The task: Please repeat, from the entries that follow, the lines from the one containing "self.status_code = Some(status_code);" through the one containing "pub fn set_body(&mut" exactly, adding nothing.

Extracted records:
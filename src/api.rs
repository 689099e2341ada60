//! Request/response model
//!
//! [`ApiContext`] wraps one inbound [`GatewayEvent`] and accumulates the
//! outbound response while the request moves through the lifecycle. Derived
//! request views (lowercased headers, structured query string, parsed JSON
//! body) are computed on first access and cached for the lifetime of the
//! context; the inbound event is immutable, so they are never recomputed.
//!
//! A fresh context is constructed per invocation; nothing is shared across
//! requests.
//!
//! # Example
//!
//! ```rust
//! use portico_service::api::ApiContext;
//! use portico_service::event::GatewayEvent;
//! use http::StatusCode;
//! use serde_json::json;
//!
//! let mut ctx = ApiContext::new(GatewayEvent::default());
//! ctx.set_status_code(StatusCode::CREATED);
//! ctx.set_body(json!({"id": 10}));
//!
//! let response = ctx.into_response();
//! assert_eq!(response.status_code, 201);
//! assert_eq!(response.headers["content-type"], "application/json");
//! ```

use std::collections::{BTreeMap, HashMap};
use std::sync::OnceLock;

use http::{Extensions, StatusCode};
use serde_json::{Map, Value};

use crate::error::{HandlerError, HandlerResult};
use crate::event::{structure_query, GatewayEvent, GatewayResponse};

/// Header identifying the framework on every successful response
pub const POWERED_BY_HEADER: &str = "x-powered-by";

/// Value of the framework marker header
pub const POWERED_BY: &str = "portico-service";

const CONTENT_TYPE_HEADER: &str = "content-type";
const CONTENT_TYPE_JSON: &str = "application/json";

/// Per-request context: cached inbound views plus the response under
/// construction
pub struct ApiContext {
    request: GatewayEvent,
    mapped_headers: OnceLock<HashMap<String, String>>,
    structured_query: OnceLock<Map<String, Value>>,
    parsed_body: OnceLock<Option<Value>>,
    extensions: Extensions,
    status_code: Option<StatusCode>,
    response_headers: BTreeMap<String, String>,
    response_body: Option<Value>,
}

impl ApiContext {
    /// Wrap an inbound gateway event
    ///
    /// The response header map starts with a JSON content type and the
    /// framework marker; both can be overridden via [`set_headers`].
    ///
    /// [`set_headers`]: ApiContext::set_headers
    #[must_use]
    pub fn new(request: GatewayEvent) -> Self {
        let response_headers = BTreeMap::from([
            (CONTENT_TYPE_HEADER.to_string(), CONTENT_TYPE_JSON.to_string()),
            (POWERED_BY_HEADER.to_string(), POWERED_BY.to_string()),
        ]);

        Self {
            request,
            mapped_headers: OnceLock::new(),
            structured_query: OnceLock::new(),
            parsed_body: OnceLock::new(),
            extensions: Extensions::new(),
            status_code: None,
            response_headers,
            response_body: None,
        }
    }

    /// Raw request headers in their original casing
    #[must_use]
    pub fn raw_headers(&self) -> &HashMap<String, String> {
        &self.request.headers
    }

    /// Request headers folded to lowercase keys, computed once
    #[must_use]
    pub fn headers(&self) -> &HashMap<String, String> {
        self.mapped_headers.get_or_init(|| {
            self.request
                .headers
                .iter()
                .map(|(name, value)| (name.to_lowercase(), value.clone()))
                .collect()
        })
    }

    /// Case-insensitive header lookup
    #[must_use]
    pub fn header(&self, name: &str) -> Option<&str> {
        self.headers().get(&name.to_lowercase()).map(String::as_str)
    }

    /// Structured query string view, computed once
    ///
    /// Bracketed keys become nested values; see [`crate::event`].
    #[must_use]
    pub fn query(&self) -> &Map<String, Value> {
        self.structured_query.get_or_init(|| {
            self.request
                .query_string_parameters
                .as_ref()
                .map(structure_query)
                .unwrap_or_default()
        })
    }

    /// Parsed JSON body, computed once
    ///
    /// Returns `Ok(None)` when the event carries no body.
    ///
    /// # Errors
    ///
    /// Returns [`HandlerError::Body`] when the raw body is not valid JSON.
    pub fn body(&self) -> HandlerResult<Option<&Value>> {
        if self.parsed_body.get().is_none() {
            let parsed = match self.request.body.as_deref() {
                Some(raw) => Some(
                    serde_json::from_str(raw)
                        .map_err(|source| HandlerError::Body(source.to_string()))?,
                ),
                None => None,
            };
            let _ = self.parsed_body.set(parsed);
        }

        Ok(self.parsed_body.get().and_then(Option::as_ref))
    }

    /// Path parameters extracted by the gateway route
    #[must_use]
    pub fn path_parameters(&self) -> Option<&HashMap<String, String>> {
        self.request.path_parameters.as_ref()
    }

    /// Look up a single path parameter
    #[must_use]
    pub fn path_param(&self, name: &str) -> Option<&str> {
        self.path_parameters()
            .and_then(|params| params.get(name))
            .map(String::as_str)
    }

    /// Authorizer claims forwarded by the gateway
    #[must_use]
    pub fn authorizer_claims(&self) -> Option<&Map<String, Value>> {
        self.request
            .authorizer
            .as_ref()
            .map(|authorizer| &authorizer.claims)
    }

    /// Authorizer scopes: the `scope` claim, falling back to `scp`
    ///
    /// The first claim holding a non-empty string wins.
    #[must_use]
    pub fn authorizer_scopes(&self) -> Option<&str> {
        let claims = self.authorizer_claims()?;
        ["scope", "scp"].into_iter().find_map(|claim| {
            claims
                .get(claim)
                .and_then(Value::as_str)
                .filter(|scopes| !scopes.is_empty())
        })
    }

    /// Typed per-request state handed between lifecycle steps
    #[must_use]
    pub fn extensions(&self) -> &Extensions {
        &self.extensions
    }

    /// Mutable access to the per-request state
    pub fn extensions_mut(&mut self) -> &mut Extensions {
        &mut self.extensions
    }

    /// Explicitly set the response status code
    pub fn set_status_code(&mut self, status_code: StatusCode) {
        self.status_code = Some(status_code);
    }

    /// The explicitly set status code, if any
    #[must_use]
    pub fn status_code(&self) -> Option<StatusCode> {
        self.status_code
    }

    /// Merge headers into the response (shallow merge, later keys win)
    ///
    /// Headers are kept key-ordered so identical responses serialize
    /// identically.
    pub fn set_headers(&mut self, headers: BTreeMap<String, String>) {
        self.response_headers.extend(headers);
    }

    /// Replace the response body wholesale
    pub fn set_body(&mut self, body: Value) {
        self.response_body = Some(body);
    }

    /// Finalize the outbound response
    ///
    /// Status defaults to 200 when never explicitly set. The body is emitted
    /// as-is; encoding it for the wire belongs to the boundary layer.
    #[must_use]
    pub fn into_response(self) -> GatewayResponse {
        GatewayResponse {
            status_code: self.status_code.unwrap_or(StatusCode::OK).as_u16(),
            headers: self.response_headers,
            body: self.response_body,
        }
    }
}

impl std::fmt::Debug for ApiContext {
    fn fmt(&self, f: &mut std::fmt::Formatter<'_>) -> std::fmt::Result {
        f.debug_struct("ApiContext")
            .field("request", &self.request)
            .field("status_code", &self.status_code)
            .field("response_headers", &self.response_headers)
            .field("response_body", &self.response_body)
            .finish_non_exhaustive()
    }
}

Task answer:
        self.status_code = Some(status_code);
    }

    /// The explicitly set status code, if any
    #[must_use]
    pub fn status_code(&self) -> Option<StatusCode> {
        self.status_code
    }

    /// Merge headers into the response (shallow merge, later keys win)
    ///
    /// Headers are kept key-ordered so identical responses serialize
    /// identically.
    pub fn set_headers(&mut self, headers: BTreeMap<String, String>) {
        self.response_headers.extend(headers);
    }

    /// Replace the response body wholesale
    pub fn set_body(&mut self, body: Value) {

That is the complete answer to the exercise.